- _Task to complete_
The response must be made up of the lines in the entries below that contain "maxItems".

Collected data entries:
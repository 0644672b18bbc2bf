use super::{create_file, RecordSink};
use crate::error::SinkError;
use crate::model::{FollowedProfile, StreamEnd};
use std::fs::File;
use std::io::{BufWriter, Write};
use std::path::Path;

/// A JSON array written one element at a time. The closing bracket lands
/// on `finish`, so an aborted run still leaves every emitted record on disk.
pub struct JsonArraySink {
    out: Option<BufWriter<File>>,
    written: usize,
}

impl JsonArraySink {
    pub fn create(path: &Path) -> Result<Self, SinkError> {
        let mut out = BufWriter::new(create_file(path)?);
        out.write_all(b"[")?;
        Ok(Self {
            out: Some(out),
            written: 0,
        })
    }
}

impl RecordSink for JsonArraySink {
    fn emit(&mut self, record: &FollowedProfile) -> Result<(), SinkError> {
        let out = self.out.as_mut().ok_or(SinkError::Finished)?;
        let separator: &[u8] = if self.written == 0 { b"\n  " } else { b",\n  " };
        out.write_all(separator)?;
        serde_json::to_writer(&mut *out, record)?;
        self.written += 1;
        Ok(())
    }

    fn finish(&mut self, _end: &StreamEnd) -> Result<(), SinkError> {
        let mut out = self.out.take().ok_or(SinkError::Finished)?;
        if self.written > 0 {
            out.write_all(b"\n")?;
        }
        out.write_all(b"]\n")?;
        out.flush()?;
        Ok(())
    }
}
---
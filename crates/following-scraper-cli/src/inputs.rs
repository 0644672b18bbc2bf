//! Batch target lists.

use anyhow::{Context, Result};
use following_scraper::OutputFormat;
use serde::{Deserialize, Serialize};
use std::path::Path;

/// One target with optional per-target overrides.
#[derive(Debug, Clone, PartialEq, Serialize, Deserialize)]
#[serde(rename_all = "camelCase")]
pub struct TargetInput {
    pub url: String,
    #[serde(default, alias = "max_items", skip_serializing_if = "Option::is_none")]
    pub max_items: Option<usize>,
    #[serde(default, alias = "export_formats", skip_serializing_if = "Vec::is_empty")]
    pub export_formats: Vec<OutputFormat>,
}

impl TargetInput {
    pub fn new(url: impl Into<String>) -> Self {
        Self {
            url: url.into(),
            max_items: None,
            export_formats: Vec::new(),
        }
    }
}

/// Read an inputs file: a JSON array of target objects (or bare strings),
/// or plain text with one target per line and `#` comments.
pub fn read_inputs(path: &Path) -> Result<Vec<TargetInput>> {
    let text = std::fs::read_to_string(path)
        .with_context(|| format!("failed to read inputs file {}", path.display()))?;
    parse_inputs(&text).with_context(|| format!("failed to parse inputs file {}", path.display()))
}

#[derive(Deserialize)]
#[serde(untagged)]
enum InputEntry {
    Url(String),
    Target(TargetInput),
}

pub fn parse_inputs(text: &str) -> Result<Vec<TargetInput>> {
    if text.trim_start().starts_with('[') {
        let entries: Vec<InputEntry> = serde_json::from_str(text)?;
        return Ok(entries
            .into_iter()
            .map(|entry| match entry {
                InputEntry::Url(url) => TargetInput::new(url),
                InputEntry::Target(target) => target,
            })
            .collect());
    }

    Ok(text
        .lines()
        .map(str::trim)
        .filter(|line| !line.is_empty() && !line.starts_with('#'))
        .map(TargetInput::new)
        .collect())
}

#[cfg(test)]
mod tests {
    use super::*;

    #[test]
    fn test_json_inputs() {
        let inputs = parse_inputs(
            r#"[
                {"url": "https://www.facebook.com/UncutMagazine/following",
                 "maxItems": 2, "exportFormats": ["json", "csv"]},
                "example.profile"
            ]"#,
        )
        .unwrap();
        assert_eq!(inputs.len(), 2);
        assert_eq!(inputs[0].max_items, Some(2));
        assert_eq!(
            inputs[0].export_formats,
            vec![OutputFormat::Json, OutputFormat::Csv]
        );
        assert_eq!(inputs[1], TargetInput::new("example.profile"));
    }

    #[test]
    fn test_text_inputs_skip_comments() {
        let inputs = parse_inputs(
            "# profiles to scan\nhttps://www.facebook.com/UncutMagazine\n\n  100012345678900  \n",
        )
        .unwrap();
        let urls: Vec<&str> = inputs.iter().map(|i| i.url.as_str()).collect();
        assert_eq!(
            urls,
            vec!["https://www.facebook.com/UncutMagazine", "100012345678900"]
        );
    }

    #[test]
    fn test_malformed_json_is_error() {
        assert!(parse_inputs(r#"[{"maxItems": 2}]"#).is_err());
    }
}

- _Task output_
                 "maxItems": 2, "exportFormats": ["json", "csv"]},
        assert!(parse_inputs(r#"[{"maxItems": 2}]"#).is_err());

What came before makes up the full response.